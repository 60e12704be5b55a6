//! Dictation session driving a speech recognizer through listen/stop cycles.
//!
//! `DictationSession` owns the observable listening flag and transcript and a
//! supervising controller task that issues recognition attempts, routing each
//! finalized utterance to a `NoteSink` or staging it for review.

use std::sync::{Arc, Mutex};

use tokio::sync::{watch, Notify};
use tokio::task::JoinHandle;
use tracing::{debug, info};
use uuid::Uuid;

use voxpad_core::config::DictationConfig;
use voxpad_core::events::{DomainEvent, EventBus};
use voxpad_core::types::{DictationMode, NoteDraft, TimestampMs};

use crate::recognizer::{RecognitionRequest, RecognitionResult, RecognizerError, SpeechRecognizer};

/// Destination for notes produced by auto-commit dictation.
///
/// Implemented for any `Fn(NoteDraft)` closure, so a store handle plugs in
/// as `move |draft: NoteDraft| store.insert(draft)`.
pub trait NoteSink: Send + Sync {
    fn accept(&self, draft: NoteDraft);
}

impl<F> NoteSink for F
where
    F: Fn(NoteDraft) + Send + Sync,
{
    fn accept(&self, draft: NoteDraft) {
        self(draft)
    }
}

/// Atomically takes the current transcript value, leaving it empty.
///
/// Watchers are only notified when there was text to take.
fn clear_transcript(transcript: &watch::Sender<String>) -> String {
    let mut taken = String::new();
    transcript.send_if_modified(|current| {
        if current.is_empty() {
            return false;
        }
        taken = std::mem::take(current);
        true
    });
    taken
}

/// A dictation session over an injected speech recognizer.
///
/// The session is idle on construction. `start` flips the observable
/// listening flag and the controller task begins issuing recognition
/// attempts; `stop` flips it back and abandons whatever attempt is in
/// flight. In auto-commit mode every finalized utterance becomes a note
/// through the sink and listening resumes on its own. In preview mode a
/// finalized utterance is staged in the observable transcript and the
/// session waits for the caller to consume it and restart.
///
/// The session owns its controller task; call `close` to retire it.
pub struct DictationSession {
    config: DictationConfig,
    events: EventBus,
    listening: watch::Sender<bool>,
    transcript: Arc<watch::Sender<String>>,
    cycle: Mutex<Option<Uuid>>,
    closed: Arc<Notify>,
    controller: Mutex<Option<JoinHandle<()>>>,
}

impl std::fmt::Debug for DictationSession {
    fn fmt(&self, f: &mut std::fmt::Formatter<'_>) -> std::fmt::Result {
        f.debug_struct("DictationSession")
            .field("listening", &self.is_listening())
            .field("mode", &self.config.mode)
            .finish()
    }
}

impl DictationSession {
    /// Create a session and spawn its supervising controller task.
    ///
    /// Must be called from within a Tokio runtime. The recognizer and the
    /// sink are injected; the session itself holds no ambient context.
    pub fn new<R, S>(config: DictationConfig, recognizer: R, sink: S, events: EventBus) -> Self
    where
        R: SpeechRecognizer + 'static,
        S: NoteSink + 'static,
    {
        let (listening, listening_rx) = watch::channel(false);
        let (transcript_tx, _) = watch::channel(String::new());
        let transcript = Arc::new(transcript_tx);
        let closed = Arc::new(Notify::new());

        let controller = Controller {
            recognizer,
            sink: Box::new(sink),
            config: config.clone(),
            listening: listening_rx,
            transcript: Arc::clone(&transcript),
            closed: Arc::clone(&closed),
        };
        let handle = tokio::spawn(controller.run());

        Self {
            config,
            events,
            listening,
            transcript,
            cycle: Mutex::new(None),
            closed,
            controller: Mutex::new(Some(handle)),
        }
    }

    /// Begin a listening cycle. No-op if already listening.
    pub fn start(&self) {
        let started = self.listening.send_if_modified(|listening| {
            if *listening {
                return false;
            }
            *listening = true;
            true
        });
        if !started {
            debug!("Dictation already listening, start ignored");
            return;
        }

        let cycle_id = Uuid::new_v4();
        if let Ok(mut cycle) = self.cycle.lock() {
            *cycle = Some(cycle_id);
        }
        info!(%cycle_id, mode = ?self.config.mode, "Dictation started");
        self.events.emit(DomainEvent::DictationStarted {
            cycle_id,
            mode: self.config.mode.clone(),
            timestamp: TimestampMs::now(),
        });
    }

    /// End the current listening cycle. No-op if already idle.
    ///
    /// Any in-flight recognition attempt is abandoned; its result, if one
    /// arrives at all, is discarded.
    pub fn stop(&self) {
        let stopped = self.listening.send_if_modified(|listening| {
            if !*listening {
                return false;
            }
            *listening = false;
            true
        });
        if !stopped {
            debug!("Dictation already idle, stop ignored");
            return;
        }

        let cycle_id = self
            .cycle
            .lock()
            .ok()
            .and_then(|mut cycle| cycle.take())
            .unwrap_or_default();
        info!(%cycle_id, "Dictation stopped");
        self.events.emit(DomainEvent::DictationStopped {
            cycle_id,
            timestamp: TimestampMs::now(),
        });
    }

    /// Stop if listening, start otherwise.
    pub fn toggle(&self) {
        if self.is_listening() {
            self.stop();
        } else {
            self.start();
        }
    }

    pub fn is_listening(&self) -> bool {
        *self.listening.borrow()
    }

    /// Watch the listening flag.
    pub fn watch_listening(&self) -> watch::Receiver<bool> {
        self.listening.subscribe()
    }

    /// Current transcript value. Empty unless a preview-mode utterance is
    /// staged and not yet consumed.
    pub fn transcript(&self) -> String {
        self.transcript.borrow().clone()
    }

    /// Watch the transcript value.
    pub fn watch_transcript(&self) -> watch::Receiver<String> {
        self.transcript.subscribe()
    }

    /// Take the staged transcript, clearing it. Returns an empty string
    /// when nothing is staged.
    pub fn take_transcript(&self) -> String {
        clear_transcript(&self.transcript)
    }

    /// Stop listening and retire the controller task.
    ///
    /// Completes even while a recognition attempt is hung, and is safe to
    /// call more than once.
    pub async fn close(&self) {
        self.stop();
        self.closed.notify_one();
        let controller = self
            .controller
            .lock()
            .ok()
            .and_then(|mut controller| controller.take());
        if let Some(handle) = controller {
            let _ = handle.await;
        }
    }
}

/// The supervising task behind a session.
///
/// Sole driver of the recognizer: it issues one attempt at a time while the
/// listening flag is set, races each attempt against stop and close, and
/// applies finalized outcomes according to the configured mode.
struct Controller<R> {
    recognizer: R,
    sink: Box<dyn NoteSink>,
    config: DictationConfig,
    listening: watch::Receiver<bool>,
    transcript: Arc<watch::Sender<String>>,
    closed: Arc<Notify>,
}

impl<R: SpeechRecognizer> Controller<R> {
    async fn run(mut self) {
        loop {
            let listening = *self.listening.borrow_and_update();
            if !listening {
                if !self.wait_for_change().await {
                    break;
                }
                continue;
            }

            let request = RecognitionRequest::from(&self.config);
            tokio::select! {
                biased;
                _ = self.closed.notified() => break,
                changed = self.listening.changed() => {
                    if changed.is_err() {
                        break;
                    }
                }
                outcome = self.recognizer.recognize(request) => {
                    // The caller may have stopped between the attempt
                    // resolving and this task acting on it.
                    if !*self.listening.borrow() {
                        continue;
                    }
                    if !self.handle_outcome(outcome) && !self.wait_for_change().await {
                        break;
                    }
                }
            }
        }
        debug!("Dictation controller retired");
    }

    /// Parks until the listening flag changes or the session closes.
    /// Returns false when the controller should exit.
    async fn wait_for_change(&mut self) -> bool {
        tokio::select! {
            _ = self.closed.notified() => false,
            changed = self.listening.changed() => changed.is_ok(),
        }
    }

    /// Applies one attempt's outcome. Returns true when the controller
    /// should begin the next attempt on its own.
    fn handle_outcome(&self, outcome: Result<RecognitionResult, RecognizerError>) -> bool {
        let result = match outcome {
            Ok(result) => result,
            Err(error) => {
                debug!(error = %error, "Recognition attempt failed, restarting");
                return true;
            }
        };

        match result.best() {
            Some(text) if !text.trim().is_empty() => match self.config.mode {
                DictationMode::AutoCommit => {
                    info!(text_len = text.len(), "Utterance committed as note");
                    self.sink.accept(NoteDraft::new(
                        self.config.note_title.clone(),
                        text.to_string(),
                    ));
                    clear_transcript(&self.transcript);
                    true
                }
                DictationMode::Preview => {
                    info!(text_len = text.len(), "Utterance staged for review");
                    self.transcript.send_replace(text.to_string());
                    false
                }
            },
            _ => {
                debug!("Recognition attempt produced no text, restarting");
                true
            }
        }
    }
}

════

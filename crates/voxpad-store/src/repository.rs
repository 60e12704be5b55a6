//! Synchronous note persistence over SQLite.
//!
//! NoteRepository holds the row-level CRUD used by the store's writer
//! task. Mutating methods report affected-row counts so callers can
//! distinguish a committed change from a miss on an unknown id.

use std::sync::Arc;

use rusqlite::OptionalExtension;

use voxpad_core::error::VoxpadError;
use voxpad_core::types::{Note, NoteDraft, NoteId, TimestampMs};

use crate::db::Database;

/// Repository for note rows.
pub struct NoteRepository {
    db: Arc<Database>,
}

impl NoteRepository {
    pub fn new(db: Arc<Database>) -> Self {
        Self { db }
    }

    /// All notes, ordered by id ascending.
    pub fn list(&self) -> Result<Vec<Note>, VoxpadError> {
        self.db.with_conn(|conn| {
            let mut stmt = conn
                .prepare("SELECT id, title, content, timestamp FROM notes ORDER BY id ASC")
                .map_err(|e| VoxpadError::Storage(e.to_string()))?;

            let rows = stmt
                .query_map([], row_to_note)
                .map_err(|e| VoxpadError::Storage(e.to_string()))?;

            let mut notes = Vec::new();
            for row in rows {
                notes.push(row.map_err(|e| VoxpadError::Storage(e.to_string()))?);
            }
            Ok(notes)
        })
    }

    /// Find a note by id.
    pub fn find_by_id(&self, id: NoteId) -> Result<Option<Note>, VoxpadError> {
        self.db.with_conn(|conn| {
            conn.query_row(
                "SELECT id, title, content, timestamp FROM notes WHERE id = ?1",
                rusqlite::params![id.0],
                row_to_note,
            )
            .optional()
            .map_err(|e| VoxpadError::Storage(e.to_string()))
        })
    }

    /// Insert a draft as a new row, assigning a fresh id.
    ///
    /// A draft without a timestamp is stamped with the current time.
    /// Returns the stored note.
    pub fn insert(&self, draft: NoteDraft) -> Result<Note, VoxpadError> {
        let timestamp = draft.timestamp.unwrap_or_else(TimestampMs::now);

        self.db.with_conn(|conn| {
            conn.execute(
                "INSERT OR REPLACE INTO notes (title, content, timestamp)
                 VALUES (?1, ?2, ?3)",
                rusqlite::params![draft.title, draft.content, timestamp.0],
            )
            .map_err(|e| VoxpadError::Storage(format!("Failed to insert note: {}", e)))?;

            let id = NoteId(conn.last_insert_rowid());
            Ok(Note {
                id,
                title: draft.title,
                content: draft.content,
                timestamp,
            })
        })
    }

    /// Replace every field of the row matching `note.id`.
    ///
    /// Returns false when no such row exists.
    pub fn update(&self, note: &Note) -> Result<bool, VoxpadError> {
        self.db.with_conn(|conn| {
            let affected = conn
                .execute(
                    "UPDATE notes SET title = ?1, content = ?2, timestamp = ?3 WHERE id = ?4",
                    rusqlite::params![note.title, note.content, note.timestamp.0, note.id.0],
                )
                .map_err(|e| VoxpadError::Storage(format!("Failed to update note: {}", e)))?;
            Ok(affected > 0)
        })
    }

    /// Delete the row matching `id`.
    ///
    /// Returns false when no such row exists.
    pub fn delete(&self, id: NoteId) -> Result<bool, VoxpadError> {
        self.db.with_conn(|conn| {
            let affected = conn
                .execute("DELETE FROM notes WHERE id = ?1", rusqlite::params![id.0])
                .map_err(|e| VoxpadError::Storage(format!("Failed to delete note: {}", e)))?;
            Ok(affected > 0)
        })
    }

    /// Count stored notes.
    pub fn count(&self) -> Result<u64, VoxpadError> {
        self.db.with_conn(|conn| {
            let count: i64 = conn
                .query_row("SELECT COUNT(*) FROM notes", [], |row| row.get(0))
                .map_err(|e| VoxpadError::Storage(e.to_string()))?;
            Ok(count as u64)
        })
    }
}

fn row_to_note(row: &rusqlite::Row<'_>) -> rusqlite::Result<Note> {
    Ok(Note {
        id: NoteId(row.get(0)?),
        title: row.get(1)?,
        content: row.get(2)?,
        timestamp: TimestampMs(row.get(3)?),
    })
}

════

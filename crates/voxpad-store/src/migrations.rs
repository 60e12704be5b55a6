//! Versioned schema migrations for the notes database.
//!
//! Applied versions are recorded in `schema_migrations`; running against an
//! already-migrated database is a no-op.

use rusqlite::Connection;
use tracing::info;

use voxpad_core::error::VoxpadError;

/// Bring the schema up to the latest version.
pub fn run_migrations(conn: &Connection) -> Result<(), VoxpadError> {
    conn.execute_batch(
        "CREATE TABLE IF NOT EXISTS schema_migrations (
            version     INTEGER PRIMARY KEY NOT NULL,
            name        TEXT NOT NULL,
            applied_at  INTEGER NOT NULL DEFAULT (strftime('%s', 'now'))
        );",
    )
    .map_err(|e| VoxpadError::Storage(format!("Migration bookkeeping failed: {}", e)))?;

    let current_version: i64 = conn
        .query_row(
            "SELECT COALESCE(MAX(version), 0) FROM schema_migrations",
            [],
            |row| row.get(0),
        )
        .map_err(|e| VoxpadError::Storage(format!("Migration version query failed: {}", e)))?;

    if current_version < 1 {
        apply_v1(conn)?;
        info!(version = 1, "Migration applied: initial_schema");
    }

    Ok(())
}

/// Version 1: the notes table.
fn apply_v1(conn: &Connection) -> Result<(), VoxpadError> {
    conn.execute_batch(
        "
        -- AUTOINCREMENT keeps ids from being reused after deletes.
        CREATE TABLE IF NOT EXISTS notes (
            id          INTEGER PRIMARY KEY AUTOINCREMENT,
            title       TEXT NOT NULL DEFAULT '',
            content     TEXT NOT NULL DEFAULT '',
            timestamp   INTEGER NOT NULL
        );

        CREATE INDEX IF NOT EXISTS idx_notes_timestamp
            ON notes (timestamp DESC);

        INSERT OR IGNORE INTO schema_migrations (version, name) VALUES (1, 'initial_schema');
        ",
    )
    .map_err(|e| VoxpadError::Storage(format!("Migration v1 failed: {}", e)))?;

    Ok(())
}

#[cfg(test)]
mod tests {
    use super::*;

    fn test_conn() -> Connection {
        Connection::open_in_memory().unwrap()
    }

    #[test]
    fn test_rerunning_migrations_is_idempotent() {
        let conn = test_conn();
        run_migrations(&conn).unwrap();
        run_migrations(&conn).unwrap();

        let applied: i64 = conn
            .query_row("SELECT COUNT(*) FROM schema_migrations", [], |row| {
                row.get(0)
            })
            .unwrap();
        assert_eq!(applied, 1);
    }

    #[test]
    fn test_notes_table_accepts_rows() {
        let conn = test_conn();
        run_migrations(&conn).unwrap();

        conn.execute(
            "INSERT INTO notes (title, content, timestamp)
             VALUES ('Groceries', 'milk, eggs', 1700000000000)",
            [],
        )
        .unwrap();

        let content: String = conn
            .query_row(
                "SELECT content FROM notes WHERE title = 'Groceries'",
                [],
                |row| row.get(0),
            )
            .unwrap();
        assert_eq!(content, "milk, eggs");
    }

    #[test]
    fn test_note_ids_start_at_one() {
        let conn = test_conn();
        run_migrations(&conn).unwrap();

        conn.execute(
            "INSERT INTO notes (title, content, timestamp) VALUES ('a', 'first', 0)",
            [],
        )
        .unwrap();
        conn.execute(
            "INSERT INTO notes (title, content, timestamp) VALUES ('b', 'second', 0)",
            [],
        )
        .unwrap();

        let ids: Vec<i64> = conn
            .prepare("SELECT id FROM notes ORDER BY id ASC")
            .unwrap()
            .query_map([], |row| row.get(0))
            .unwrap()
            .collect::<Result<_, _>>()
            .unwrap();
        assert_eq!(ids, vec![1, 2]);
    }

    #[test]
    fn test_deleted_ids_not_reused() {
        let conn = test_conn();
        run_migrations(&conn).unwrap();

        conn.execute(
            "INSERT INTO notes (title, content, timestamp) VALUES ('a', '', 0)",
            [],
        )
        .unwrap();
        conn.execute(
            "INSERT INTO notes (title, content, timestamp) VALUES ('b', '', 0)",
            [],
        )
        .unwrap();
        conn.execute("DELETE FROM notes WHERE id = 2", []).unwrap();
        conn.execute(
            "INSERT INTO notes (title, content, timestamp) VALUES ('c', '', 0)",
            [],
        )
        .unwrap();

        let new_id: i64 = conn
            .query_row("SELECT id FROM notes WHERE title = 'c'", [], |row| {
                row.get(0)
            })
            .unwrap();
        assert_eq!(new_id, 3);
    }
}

════

Every line of the listing that holds "attempts" should be found and copied.

**Response for this exercise:**
//! supervising controller task that issues recognition attempts, routing each
/// attempts; `stop` flips it back and abandons whatever attempt is in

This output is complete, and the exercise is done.